Exercise. “We experience stress physically. If we stay active, that helps release stress hormones like cortisol,” Baker explained. Go to the gym or try free alternatives like dancing, walking, yoga videos online, or playing with your children in ways that require movement. Build in exercise during the day, such as parking farther from the store entrance to get more steps.
Care for yourself with nutritious foods. It’s natural to reach for donuts or potato chips in times of stress. But poor nutrition can lead to irritability, anxiety and difficulty concentrating, leaving you unable to think through stressful situations, Baker said. Emphasize nutrient-rich foods in your meals, including salmon, beans, nuts and seeds, citrus fruits and leafy greens to help your brain and body function well. Go easy on caffeine and alcohol.
Harness tech that supports mental health. Novant Health patients can take advantage of the NeuroFlowapp, with guided imagery videos, journaling, breathing exercises and articles for mental health. Talk to your primary care provider about this option.
Try Calm or Headspace apps for meditation. Baker likes Daylio, which allows you to track activities that affect your mood. “You can start to determine what you want to do more of in your life that helps you feel better,” she said, “and what you want to decrease.”
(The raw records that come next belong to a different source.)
use std::path::Path;
use std::sync::Arc;

use glob_match::glob_match;
use regex::{Regex, RegexBuilder};
use serde::Serialize;
use walkdir::{DirEntry, WalkDir};

use argspec_core::{arg, Arg, Arguments};
use argspec_schema::{InputSchema, Params};

use crate::response::ErrorResponse;
use crate::tool::Tool;
use crate::workspace::{OpenProjects, Project};

/// Directory names never descended into.
const SKIPPED_DIRECTORIES: &[&str] = &["node_modules", "build", "out", "target"];

const DEFAULT_MAX_RESULTS: i64 = 100;

#[derive(Debug, Clone, PartialEq, Eq, Serialize)]
#[serde(rename_all = "camelCase")]
pub struct SearchMatch {
    pub file_path: String,
    pub line: usize,
    pub column: usize,
    pub matched_text: String,
    pub line_content: String,
}

#[derive(Debug, Clone, Serialize)]
#[serde(rename_all = "camelCase")]
pub struct SearchTextResponse {
    pub search_text: String,
    pub use_regex: bool,
    pub case_sensitive: bool,
    pub file_pattern: Option<String>,
    pub total_matches: usize,
    pub truncated: bool,
    pub matches: Vec<SearchMatch>,
}

type SearchTextArgs = (
    Arg<String>,
    Arg<Project>,
    Arg<bool>,
    Arg<bool>,
    Arg<Option<String>>,
    Arg<i64>,
    Arg<Vec<String>>,
);

struct Query {
    matcher: Regex,
    file_pattern: Option<String>,
    excluded: Vec<String>,
    max_results: usize,
}

/// `search_text`: literal or regex search over the text files of a project.
pub struct SearchText {
    params: Params<SearchTextArgs>,
    max_read_bytes: u64,
}

impl SearchText {
    pub fn new(projects: Arc<OpenProjects>, max_read_bytes: u64) -> Self {
        Self {
            params: Params::new((
                arg::string("searchText", "The text or pattern to search for").required(),
                arg::project(projects),
                arg::boolean("useRegex", "Use regular expression matching").optional_or(false),
                arg::boolean("caseSensitive", "Case-sensitive matching").optional_or(false),
                arg::string(
                    "filePattern",
                    "File name pattern to filter (e.g., '*.java', '*.xml')",
                )
                .optional(),
                arg::integer("maxResults", "Maximum number of results to return")
                    .min(1)
                    .optional_or(DEFAULT_MAX_RESULTS),
                arg::string_array(
                    "excludeDirectories",
                    "Directory names to skip in addition to hidden and build output directories",
                )
                .optional(),
            )),
            max_read_bytes,
        }
    }

    fn search(&self, project: &Project, query: &Query) -> Vec<SearchMatch> {
        let mut matches = Vec::new();
        let walker = WalkDir::new(project.base_path().as_path())
            .sort_by_file_name()
            .into_iter()
            .filter_entry(|entry| entry.depth() == 0 || !is_skipped_dir(entry, &query.excluded));

        for entry in walker {
            if matches.len() >= query.max_results {
                break;
            }
            let entry = match entry {
                Ok(entry) => entry,
                Err(e) => {
                    tracing::debug!(error = %e, "skipping unreadable entry");
                    continue;
                }
            };
            if !entry.file_type().is_file() || !query.accepts_name(entry.file_name()) {
                continue;
            }
            if let Some(text) = self.read_text(entry.path()) {
                query.search_in(entry.path(), &text, &mut matches);
            }
        }
        matches
    }

    /// File text, or `None` for oversized, binary and non-UTF-8 files.
    fn read_text(&self, path: &Path) -> Option<String> {
        let metadata = std::fs::metadata(path).ok()?;
        if metadata.len() > self.max_read_bytes {
            return None;
        }
        let bytes = std::fs::read(path).ok()?;
        if bytes.contains(&0) {
            return None;
        }
        String::from_utf8(bytes).ok()
    }
}

impl Query {
    fn accepts_name(&self, name: &std::ffi::OsStr) -> bool {
        let Some(pattern) = &self.file_pattern else {
            return true;
        };
        name.to_str()
            .is_some_and(|name| glob_match(pattern, &name.to_lowercase()))
    }

    fn search_in(&self, path: &Path, text: &str, matches: &mut Vec<SearchMatch>) {
        for (index, raw_line) in text.split('\n').enumerate() {
            let line = raw_line.strip_suffix('\r').unwrap_or(raw_line);
            for found in self.matcher.find_iter(line) {
                if matches.len() >= self.max_results {
                    return;
                }
                if found.as_str().is_empty() {
                    continue;
                }
                matches.push(SearchMatch {
                    file_path: path.display().to_string(),
                    line: index + 1,
                    column: line[..found.start()].chars().count() + 1,
                    matched_text: found.as_str().to_string(),
                    line_content: line.trim().to_string(),
                });
            }
        }
    }
}

fn is_skipped_dir(entry: &DirEntry, excluded: &[String]) -> bool {
    if !entry.file_type().is_dir() {
        return false;
    }
    let Some(name) = entry.file_name().to_str() else {
        return false;
    };
    name.starts_with('.')
        || SKIPPED_DIRECTORIES.iter().any(|skipped| *skipped == name)
        || excluded.iter().any(|e| e == name)
}

impl Tool for SearchText {
    type Response = SearchTextResponse;

    fn name(&self) -> &str {
        "search_text"
    }

    fn description(&self) -> &str {
        "Search for text in project files. Supports regular expressions and case-sensitive matching."
    }

    fn input_schema(&self) -> &InputSchema {
        self.params.schema()
    }

    fn execute(&self, arguments: &Arguments) -> Result<SearchTextResponse, ErrorResponse> {
        self.params
            .validate(arguments)
            .map_n(
                |search_text, project, use_regex, case_sensitive, file_pattern, max_results, excluded|
                 -> Result<SearchTextResponse, ErrorResponse> {
                    let source = if use_regex {
                        search_text.clone()
                    } else {
                        regex::escape(&search_text)
                    };
                    let matcher = RegexBuilder::new(&source)
                        .case_insensitive(!case_sensitive)
                        .build()
                        .map_err(|e| ErrorResponse::new(format!("Invalid regular expression: {e}")))?;
                    let query = Query {
                        matcher,
                        file_pattern: file_pattern
                            .as_deref()
                            .filter(|p| !p.is_empty())
                            .map(str::to_lowercase),
                        excluded,
                        max_results: usize::try_from(max_results).unwrap_or(usize::MAX),
                    };

                    let matches = self.search(&project, &query);
                    tracing::debug!(
                        project = project.name(),
                        matches = matches.len(),
                        "search finished"
                    );
                    Ok(SearchTextResponse {
                        search_text,
                        use_regex,
                        case_sensitive,
                        file_pattern,
                        total_matches: matches.len(),
                        truncated: matches.len() >= query.max_results,
                        matches,
                    })
                },
            )
            .or_else_errors(|errors| Err(errors.into()))
    }
}
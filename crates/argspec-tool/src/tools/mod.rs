//! Built-in filesystem tools.
//!
//! Each tool declares its arguments once in a [`Params`](argspec_schema::Params)
//! list; the advertised schema and the call-time validation both come from it.

mod list_projects;
mod read_file;
mod search_text;

pub use list_projects::{ListProjects, ListProjectsResponse};
pub use read_file::{ReadFile, ReadFileResponse};
pub use search_text::{SearchMatch, SearchText, SearchTextResponse};
//! # argspec-core — Typed Tool Arguments
//!
//! Declarative extraction and validation of the untyped argument maps that
//! remote tool calls carry. One declaration per argument drives both the
//! runtime check and the advertised input schema (see `argspec-schema`).
//!
//! ## Key Design Principles
//!
//! 1. **Builders end in a terminal call.** `arg::integer("limit", "..")
//!    .min(1).optional_or(100)` is the only way to obtain an [`Arg`], so every
//!    argument is explicitly required, optional, or defaulted.
//!
//! 2. **Extraction is total.** An extractor never panics and never blocks;
//!    it returns exactly one [`Validated`] case for any input map.
//!
//! 3. **Errors accumulate.** [`ArgList::validate`] runs every extractor and
//!    [`Validations::map_n`] reports all rejected arguments at once, keyed
//!    and ordered by declaration.
//!
//! 4. **Paths are vetted once.** [`ProjectRelativePath`] is constructed from
//!    raw input exactly once and cannot name a location outside its base.
//!
//! ## Crate Policy
//!
//! - No dependencies on other `argspec-*` crates (this is the leaf of the DAG).
//! - No `unsafe` code.
//! - No `panic!()` or `.unwrap()` outside tests.

pub mod arg;
pub mod builder;
pub mod combine;
pub mod error;
pub mod path;
pub mod project;
pub mod validated;

/// Raw argument map as decoded from a tool call.
pub type Arguments = serde_json::Map<String, serde_json::Value>;

// Re-export primary types for ergonomic imports.
pub use arg::{Arg, ArgEnum, ArgSpec, SchemaType};
pub use combine::{combine, ArgList, AsArg, Mapped, Validations};
pub use error::{ArgError, ArgErrors, ExpectedType, RangeBound};
pub use path::{ContainmentError, PathError, ProjectLocation, ProjectRelativePath};
pub use project::{ProjectResolver, PROJECT_PATH_DESCRIPTION, PROJECT_PATH_KEY};
pub use validated::{Validated, ValidatedResult};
If possible, take action to address your fears. It’s easy to linger on worries about the future when something devastating happens. Consider where you can take action, from having a thoughtful conversation with your spouse to attending a public meeting about a proposed government policy. “If we find ways to take action,” Baker said, “that usually gives us a sense of feeling better because we've thought about what options we might have.”
Remember: You were built for this.
How long it will take to feel better will vary by person and situation. Minor disappointments usually lessen over a few days, while the death of a loved one might take years to work through. If you’ve tried these recommendations for a month and not seen any progress, consider seeking support from a therapist.
To those who are dragging through their days, Baker offers hope and perspective. “You were literally built for this,” she said. “Our ancestors have seen worse. They’ve been through just as many shocking and scary things, and they made it. Sometimes we have to remind ourselves we have what it takes to get through anything. And how do we know that? Because we have their DNA. We’ve been through so much and nothing has got us yet.”
Michael Jordan Family Medical Clinics: Providing care in times of stress
Basketball legend Michael Jordan donated $17 million to Novant Health in support of the Michael Jordan Family Medical Clinics to care for underserved communities in Charlotte and his hometown of Wilmington, North Carolina. Many of the people they care for would be thrilled to trade their problems with the challenges more privileged people are struggling with.
“The clinics serve patients who might be uninsured or underinsured, while providing the same quality of care that you would see anywhere else throughout Novant Health,” said social worker Sheena Baker. She worked at one of the Charlotte clinics before becoming social work intern program supervisor with Novant Health's Office of Health Equity and Community Health.
For some patients, transportation is a barrier to care, so having a nearby clinic is helpful. Families with children and other patients at the clinics can access primary care doctors, therapists, and community health workers all in one spot. Community health workers provide resources for a diverse array of needs, from stable housing and healthy food to referrals to vision care or assistance applying to Medicaid.
Novant Health offers financial assistance to clinic patients who meet income guidelines. “We’ve seen people be sick and stressed and not know why,” Baker said. “They can come here, get a diagnosis early, and get treatment so their stress is not compounded.”